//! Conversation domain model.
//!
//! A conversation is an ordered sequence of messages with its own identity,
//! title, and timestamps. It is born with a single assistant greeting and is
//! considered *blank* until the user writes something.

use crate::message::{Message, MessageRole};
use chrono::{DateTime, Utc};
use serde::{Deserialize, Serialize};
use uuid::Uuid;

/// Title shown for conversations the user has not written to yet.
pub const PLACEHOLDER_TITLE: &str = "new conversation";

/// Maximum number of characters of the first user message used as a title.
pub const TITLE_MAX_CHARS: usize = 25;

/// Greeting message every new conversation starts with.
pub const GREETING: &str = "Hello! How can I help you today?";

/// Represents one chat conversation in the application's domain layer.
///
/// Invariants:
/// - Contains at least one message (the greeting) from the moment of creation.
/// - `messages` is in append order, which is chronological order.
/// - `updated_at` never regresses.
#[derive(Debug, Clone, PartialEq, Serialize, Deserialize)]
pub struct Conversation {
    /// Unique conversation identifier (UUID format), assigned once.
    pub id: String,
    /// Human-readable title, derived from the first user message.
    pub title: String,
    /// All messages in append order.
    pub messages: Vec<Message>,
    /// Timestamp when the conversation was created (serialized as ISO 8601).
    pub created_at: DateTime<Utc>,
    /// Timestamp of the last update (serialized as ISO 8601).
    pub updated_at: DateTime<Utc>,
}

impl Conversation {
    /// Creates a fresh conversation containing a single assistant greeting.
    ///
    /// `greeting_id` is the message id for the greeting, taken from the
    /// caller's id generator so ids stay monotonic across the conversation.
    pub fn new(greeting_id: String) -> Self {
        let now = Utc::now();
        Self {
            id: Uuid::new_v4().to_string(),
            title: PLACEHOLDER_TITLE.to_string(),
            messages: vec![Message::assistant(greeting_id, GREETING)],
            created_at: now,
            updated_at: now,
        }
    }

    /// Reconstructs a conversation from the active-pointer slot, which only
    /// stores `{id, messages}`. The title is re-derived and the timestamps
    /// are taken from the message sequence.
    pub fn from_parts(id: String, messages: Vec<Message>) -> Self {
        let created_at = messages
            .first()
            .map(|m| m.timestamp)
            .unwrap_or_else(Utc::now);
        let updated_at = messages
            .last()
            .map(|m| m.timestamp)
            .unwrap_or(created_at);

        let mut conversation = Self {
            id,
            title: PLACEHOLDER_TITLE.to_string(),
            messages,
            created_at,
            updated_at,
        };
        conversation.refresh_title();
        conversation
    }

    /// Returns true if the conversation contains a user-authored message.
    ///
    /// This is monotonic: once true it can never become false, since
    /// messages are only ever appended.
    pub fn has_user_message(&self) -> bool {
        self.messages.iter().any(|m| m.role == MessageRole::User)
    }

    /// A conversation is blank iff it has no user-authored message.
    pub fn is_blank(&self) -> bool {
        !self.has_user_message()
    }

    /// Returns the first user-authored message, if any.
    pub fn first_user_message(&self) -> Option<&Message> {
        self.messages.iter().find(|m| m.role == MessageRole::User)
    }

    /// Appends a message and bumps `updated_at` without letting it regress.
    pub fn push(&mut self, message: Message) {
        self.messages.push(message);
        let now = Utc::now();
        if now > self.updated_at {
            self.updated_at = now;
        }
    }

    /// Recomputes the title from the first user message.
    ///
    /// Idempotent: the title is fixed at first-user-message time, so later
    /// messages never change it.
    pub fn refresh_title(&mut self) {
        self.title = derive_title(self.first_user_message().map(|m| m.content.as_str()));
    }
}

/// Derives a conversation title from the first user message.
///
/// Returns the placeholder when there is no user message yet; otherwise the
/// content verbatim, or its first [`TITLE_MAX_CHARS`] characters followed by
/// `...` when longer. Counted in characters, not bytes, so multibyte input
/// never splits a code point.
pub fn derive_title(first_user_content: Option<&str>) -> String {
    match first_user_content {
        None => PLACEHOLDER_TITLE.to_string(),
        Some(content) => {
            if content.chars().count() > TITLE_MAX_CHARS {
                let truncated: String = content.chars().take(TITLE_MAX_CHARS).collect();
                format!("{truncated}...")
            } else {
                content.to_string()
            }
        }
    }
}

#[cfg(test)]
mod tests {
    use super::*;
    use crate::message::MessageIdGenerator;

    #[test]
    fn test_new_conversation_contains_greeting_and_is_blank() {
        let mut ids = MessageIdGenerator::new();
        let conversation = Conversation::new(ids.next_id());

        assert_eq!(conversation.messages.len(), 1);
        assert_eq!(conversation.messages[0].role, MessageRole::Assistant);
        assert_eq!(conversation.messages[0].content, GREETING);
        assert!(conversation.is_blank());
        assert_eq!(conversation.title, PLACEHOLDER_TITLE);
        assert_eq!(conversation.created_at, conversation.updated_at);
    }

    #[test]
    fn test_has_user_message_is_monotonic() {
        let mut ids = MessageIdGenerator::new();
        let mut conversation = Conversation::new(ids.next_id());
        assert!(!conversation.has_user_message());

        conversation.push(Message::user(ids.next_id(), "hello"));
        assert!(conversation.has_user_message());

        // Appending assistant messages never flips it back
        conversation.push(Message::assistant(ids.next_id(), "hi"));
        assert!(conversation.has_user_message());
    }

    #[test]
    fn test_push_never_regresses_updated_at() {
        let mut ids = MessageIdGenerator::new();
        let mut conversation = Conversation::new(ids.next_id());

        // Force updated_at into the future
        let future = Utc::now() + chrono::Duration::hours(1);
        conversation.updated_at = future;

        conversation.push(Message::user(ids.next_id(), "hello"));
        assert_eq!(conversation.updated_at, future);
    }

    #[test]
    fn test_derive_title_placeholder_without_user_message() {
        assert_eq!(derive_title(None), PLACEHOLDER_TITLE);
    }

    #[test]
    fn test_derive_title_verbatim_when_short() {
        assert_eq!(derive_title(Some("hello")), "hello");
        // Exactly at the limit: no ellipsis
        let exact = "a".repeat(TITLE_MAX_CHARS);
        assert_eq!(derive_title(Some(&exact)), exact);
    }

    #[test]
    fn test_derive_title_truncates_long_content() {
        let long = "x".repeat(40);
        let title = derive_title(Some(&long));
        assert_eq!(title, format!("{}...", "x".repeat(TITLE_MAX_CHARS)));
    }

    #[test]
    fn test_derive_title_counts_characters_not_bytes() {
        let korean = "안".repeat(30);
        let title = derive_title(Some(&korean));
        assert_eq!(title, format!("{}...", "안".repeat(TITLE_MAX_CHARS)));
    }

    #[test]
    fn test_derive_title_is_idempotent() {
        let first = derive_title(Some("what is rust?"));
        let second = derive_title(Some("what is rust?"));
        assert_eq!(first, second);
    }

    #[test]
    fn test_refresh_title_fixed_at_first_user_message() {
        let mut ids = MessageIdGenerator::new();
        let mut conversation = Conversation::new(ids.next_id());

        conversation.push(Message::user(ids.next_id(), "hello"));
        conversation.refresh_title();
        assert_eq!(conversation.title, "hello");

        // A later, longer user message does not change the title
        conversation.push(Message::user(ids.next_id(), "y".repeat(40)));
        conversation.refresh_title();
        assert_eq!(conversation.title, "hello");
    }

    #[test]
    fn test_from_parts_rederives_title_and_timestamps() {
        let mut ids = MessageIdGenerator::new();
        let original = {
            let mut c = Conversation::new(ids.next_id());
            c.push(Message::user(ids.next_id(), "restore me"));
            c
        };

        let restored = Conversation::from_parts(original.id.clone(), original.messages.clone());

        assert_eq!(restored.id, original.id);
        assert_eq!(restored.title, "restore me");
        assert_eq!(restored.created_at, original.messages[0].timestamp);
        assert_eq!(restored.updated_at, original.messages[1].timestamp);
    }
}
* * * * * * * * *
In the records above, find each line that mentions the string "sequence", then copy it.

//! A conversation is an ordered sequence of messages with its own identity,
    /// are taken from the message sequence.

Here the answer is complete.